## ASSIGNED TASK:
Of the entries below, return only those lines from the line with "ERP offers no" to the line with "async fn sales_summary(&self, date: NaiveDate)", exactly, both included.

○ ○ ○ ○ ○

#[cfg(test)]
mod tests {
    use std::sync::atomic::{AtomicUsize, Ordering};
    use std::sync::Arc;

    use async_trait::async_trait;
    use secrecy::{ExposeSecret, SecretString};
    use serde_json::{json, Value};
    use tokio::sync::Barrier;

    use super::{
        join_url, ErpCredentials, ErpSession, HttpMethod, HttpRequest, HttpResponse,
        HttpTransport, TransportError,
    };
    use crate::endpoints::Endpoints;

    const ITEMS: &str = "api/V2/Item/GetItem";

    /// Issues `token-<n>` on the n-th login. Data requests succeed only when
    /// they carry a token from a login at or after `valid_from_login`.
    struct RotatingTokenTransport {
        logins: AtomicUsize,
        data_calls: AtomicUsize,
        valid_from_login: usize,
        always_unauthorized: bool,
        stale_barrier: Option<Barrier>,
    }

    impl RotatingTokenTransport {
        fn new(valid_from_login: usize) -> Self {
            Self {
                logins: AtomicUsize::new(0),
                data_calls: AtomicUsize::new(0),
                valid_from_login,
                always_unauthorized: false,
                stale_barrier: None,
            }
        }

        fn logins(&self) -> usize {
            self.logins.load(Ordering::SeqCst)
        }

        fn data_calls(&self) -> usize {
            self.data_calls.load(Ordering::SeqCst)
        }
    }

    #[async_trait]
    impl HttpTransport for RotatingTokenTransport {
        async fn send(&self, request: HttpRequest) -> Result<HttpResponse, TransportError> {
            if request.url.ends_with("api/Login") {
                let login = self.logins.fetch_add(1, Ordering::SeqCst) + 1;
                return Ok(HttpResponse::json(200, json!([{ "token": format!("token-{login}") }])));
            }

            self.data_calls.fetch_add(1, Ordering::SeqCst);
            let login_of_token = request
                .bearer
                .as_ref()
                .and_then(|token| token.expose_secret().strip_prefix("token-").map(str::to_owned))
                .and_then(|n| n.parse::<usize>().ok())
                .unwrap_or(0);

            if self.always_unauthorized || login_of_token < self.valid_from_login {
                if let Some(barrier) = &self.stale_barrier {
                    barrier.wait().await;
                }
                return Ok(HttpResponse::empty(401));
            }
            Ok(HttpResponse::json(200, json!([{ "ItemCode": "APPLE" }])))
        }
    }

    struct FailingTransport;

    #[async_trait]
    impl HttpTransport for FailingTransport {
        async fn send(&self, _request: HttpRequest) -> Result<HttpResponse, TransportError> {
            Err(TransportError::Connect("connection refused".to_owned()))
        }
    }

    struct FixedTransport(HttpResponse);

    #[async_trait]
    impl HttpTransport for FixedTransport {
        async fn send(&self, _request: HttpRequest) -> Result<HttpResponse, TransportError> {
            Ok(self.0.clone())
        }
    }

    fn session(transport: Arc<dyn HttpTransport>) -> ErpSession {
        ErpSession::new(
            "http://erp.test:8015/",
            ErpCredentials {
                user_id: "ADMIN".to_owned(),
                password: SecretString::from("ADMIN".to_owned()),
                license_token: SecretString::from("license".to_owned()),
            },
            Endpoints::default(),
            transport,
        )
    }

    #[tokio::test]
    async fn login_stores_token_from_first_element() {
        let transport = Arc::new(RotatingTokenTransport::new(1));
        let session = session(transport.clone());

        assert!(session.login().await);
        assert!(session.has_token().await);
        assert_eq!(transport.logins(), 1);
    }

    #[tokio::test]
    async fn login_accepts_capitalised_token_key() {
        let session = session(Arc::new(FixedTransport(HttpResponse::json(
            200,
            json!([{ "Token": "abc" }]),
        ))));

        assert!(session.login().await);
    }

    #[tokio::test]
    async fn login_failure_leaves_token_unset() {
        let empty = session(Arc::new(FixedTransport(HttpResponse::json(200, json!([])))));
        let rejected = session(Arc::new(FixedTransport(HttpResponse::empty(403))));
        let unreachable = session(Arc::new(FailingTransport));

        assert!(!empty.login().await);
        assert!(!rejected.login().await);
        assert!(!unreachable.login().await);
        assert!(!unreachable.has_token().await);
    }

    #[tokio::test]
    async fn single_401_triggers_one_login_and_one_retry() {
        let transport = Arc::new(RotatingTokenTransport::new(2));
        let session = session(transport.clone());
        assert!(session.login().await);

        let response = session.request(HttpMethod::Post, ITEMS, Some(json!({}))).await;

        assert_eq!(response, Some(json!([{ "ItemCode": "APPLE" }])));
        assert_eq!(transport.logins(), 2);
        assert_eq!(transport.data_calls(), 2);
    }

    #[tokio::test]
    async fn second_401_is_terminal() {
        let mut transport = RotatingTokenTransport::new(1);
        transport.always_unauthorized = true;
        let transport = Arc::new(transport);
        let session = session(transport.clone());

        let response = session.request(HttpMethod::Post, ITEMS, None).await;

        assert_eq!(response, None);
        assert_eq!(transport.logins(), 1);
        assert_eq!(transport.data_calls(), 2);
    }

    #[tokio::test]
    async fn concurrent_401s_collapse_into_one_login() {
        let mut transport = RotatingTokenTransport::new(1);
        transport.stale_barrier = Some(Barrier::new(2));
        let transport = Arc::new(transport);
        let session = Arc::new(session(transport.clone()));

        let first = {
            let session = session.clone();
            tokio::spawn(async move { session.request(HttpMethod::Post, ITEMS, None).await })
        };
        let second = {
            let session = session.clone();
            tokio::spawn(async move { session.request(HttpMethod::Post, ITEMS, None).await })
        };

        let first = first.await.expect("first request task");
        let second = second.await.expect("second request task");

        assert!(first.is_some());
        assert!(second.is_some());
        assert_eq!(transport.logins(), 1);
        assert_eq!(transport.data_calls(), 4);
    }

    #[tokio::test]
    async fn transport_failure_becomes_none() {
        let session = session(Arc::new(FailingTransport));

        assert_eq!(session.request(HttpMethod::Get, ITEMS, None).await, None);
    }

    #[tokio::test]
    async fn request_outcome_separates_unreachable_from_no_data() {
        let unreachable = session(Arc::new(FailingTransport));
        let server_error = session(Arc::new(FixedTransport(HttpResponse::empty(500))));

        assert_eq!(
            unreachable.request_outcome(HttpMethod::Get, ITEMS, None).await,
            Err(TransportError::Connect("connection refused".to_owned()))
        );
        assert_eq!(server_error.request_outcome(HttpMethod::Get, ITEMS, None).await, Ok(None));
    }

    #[tokio::test]
    async fn non_200_and_non_json_bodies_are_no_data() {
        let server_error = session(Arc::new(FixedTransport(HttpResponse::json(
            500,
            json!({"Message": "boom"}),
        ))));
        let html = session(Arc::new(FixedTransport(HttpResponse::empty(200))));

        assert_eq!(server_error.request(HttpMethod::Post, ITEMS, None).await, None);
        assert_eq!(html.request(HttpMethod::Post, ITEMS, None).await, None::<Value>);
    }

    #[test]
    fn urls_join_without_doubled_slashes() {
        assert_eq!(join_url("http://erp:8015/", "/api/Login"), "http://erp:8015/api/Login");
        assert_eq!(join_url("http://erp:8015", "api/Debtor/"), "http://erp:8015/api/Debtor/");
    }
}
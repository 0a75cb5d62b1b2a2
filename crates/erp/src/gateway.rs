use aiaa_core::domain::debtor::Debtor;
use aiaa_core::domain::invoice::{CreateOutcome, NewDebtor, NewInvoice};
use aiaa_core::domain::sales::SalesSummary;
use aiaa_core::domain::stock::StockItem;
use async_trait::async_trait;
use chrono::NaiveDate;
use rust_decimal::Decimal;
use thiserror::Error;

pub const DEFAULT_LIST_LIMIT: usize = 20;
pub const DEFAULT_TOP_DEBTORS: usize = 5;

#[derive(Clone, Debug, Error, PartialEq, Eq)]
pub enum ErpError {
    #[error("erp service unavailable: {0}")]
    Unavailable(String),
}

/// Read and write operations the assistant performs against the ERP.
///
/// Reads download the full collection and filter locally; the ERP offers no
/// server-side querying.
#[async_trait]
pub trait ErpGateway: Send + Sync {
    async fn list_stock(&self, limit: usize) -> Result<Vec<StockItem>, ErpError>;
    async fn find_stock(&self, keyword: &str) -> Result<Option<StockItem>, ErpError>;
    async fn list_debtors(&self, limit: usize) -> Result<Vec<Debtor>, ErpError>;
    async fn top_debtors(&self, limit: usize) -> Result<Vec<Debtor>, ErpError>;
    async fn find_debtor(&self, keyword: &str) -> Result<Option<Debtor>, ErpError>;
    async fn sales_summary(&self, date: NaiveDate) -> Result<SalesSummary, ErpError>;
    async fn create_invoice(&self, invoice: &NewInvoice) -> Result<CreateOutcome, ErpError>;
    async fn create_debtor(&self, debtor: &NewDebtor) -> Result<CreateOutcome, ErpError>;
}

/// Exact code match first, then the first item whose code or description
/// contains the keyword.
pub fn search_stock(items: Vec<StockItem>, keyword: &str) -> Option<StockItem> {
    if let Some(position) = items.iter().position(|item| item.matches_code(keyword)) {
        return items.into_iter().nth(position);
    }
    items.into_iter().find(|item| item.contains_keyword(keyword))
}

pub fn search_debtor(debtors: Vec<Debtor>, keyword: &str) -> Option<Debtor> {
    if let Some(position) = debtors.iter().position(|debtor| debtor.matches_code(keyword)) {
        return debtors.into_iter().nth(position);
    }
    debtors.into_iter().find(|debtor| debtor.contains_keyword(keyword))
}

/// Debtors with a positive balance, largest first.
pub fn rank_top_debtors(debtors: Vec<Debtor>, limit: usize) -> Vec<Debtor> {
    let mut owing: Vec<Debtor> =
        debtors.into_iter().filter(|debtor| debtor.balance > Decimal::ZERO).collect();
    owing.sort_by(|left, right| right.balance.cmp(&left.balance));
    owing.truncate(limit);
    owing
}

#[cfg(test)]
mod tests {
    use aiaa_core::domain::debtor::Debtor;
    use aiaa_core::domain::stock::StockItem;
    use rust_decimal::Decimal;

    use super::{rank_top_debtors, search_debtor, search_stock};

    fn item(code: &str, description: &str) -> StockItem {
        StockItem {
            code: code.to_owned(),
            description: description.to_owned(),
            unit_of_measure: "UNIT".to_owned(),
            price: Decimal::ZERO,
            cost: Decimal::ZERO,
            group: None,
            item_type: None,
            quantity: Decimal::ZERO,
        }
    }

    fn debtor(code: &str, name: &str, balance: i64) -> Debtor {
        Debtor {
            account_no: code.to_owned(),
            company_name: name.to_owned(),
            balance: Decimal::from(balance),
            credit_limit: Decimal::ZERO,
            credit_term: None,
            phone: None,
            fax: None,
            address: None,
        }
    }

    #[test]
    fn exact_code_beats_earlier_partial_match() {
        let items = vec![item("APPLE-GREEN", "Green Apple"), item("APPLE", "Red Apple")];

        let found = search_stock(items, "apple").expect("item found");

        assert_eq!(found.code, "APPLE");
    }

    #[test]
    fn description_substring_is_a_fallback() {
        let items = vec![item("IP15", "iPhone 15"), item("SGS24", "Galaxy S24")];

        assert_eq!(search_stock(items.clone(), "galaxy").map(|found| found.code), Some("SGS24".to_owned()));
        assert_eq!(search_stock(items, "nokia"), None);
    }

    #[test]
    fn debtor_search_matches_name() {
        let debtors = vec![debtor("300-A001", "ABC Company", 10), debtor("300-B001", "Beta", 0)];

        assert_eq!(
            search_debtor(debtors, "abc").map(|found| found.account_no),
            Some("300-A001".to_owned())
        );
    }

    #[test]
    fn top_debtors_drop_settled_accounts_and_sort_descending() {
        let debtors = vec![
            debtor("A", "A", 100),
            debtor("B", "B", 0),
            debtor("C", "C", 900),
            debtor("D", "D", -50),
            debtor("E", "E", 300),
        ];

        let ranked = rank_top_debtors(debtors, 2);

        let codes: Vec<&str> = ranked.iter().map(|debtor| debtor.account_no.as_str()).collect();
        assert_eq!(codes, vec!["C", "E"]);
    }
}
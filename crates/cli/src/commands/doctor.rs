use aiaa_agent::llm::client_from_config;
use aiaa_core::config::{AppConfig, LoadOptions};
use aiaa_erp::client::ErpSession;
use serde::Serialize;

use crate::commands::{block_on, escape_json, CommandResult};

#[derive(Clone, Copy, Debug, PartialEq, Eq, Serialize)]
#[serde(rename_all = "snake_case")]
enum CheckStatus {
    Pass,
    Fail,
    Skipped,
}

#[derive(Debug, Serialize)]
struct DoctorCheck {
    name: &'static str,
    status: CheckStatus,
    details: String,
}

#[derive(Debug, Serialize)]
struct DoctorReport {
    overall_status: CheckStatus,
    summary: String,
    checks: Vec<DoctorCheck>,
}

pub fn run(json_output: bool) -> CommandResult {
    let report = build_report();
    let exit_code = if report.overall_status == CheckStatus::Pass { 0 } else { 1 };

    let output = if json_output {
        serde_json::to_string_pretty(&report).unwrap_or_else(|error| {
            format!(
                "{{\"overall_status\":\"fail\",\"summary\":\"doctor serialization failed\",\"error\":\"{}\"}}",
                escape_json(&error.to_string())
            )
        })
    } else {
        render_human(&report)
    };

    CommandResult { exit_code, output }
}

fn build_report() -> DoctorReport {
    let mut checks = Vec::new();

    match AppConfig::load(LoadOptions::default()) {
        Ok(config) => {
            checks.push(DoctorCheck {
                name: "config_validation",
                status: CheckStatus::Pass,
                details: "configuration loaded and validated".to_string(),
            });
            checks.push(check_erp_login(&config));
            checks.push(check_llm_client(&config));
        }
        Err(error) => {
            checks.push(DoctorCheck {
                name: "config_validation",
                status: CheckStatus::Fail,
                details: error.to_string(),
            });
            for name in ["erp_login", "llm_client"] {
                checks.push(DoctorCheck {
                    name,
                    status: CheckStatus::Skipped,
                    details: "skipped because configuration did not load".to_string(),
                });
            }
        }
    }

    let all_pass = checks.iter().all(|check| check.status == CheckStatus::Pass);
    let overall_status = if all_pass { CheckStatus::Pass } else { CheckStatus::Fail };
    let summary = if all_pass {
        "doctor: all readiness checks passed".to_string()
    } else {
        "doctor: one or more readiness checks failed".to_string()
    };

    DoctorReport { overall_status, summary, checks }
}

fn check_erp_login(config: &AppConfig) -> DoctorCheck {
    let session = match ErpSession::from_config(&config.erp) {
        Ok(session) => session,
        Err(error) => {
            return DoctorCheck {
                name: "erp_login",
                status: CheckStatus::Fail,
                details: format!("failed to build erp client: {error}"),
            };
        }
    };

    match block_on(session.login()) {
        Ok(true) => DoctorCheck {
            name: "erp_login",
            status: CheckStatus::Pass,
            details: format!("logged in to `{}` as `{}`", config.erp.base_url, config.erp.user_id),
        },
        Ok(false) => DoctorCheck {
            name: "erp_login",
            status: CheckStatus::Fail,
            details: format!(
                "login to `{}` failed; check that the service is running and the credentials",
                config.erp.base_url
            ),
        },
        Err(error) => DoctorCheck { name: "erp_login", status: CheckStatus::Fail, details: error },
    }
}

/// Only checks that a client can be built; the model itself is not called.
fn check_llm_client(config: &AppConfig) -> DoctorCheck {
    match client_from_config(&config.llm) {
        Ok(_) => DoctorCheck {
            name: "llm_client",
            status: CheckStatus::Pass,
            details: format!(
                "{:?} client configured for model `{}`",
                config.llm.provider, config.llm.model
            ),
        },
        Err(error) => DoctorCheck {
            name: "llm_client",
            status: CheckStatus::Fail,
            details: error.to_string(),
        },
    }
}

fn render_human(report: &DoctorReport) -> String {
    let mut lines = Vec::new();
    lines.push(report.summary.clone());

    for check in &report.checks {
        let marker = match check.status {
            CheckStatus::Pass => "ok",
            CheckStatus::Fail => "fail",
            CheckStatus::Skipped => "skip",
        };
        lines.push(format!("- [{marker}] {}: {}", check.name, check.details));
    }

    lines.join("\n")
}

○ ○ ○ ○ ○

## YOUR SOLUTION:
/// Reads download the full collection and filter locally; the ERP offers no
/// server-side querying.
#[async_trait]
pub trait ErpGateway: Send + Sync {
    async fn list_stock(&self, limit: usize) -> Result<Vec<StockItem>, ErpError>;
    async fn find_stock(&self, keyword: &str) -> Result<Option<StockItem>, ErpError>;
    async fn list_debtors(&self, limit: usize) -> Result<Vec<Debtor>, ErpError>;
    async fn top_debtors(&self, limit: usize) -> Result<Vec<Debtor>, ErpError>;
    async fn find_debtor(&self, keyword: &str) -> Result<Option<Debtor>, ErpError>;
    async fn sales_summary(&self, date: NaiveDate) -> Result<SalesSummary, ErpError>;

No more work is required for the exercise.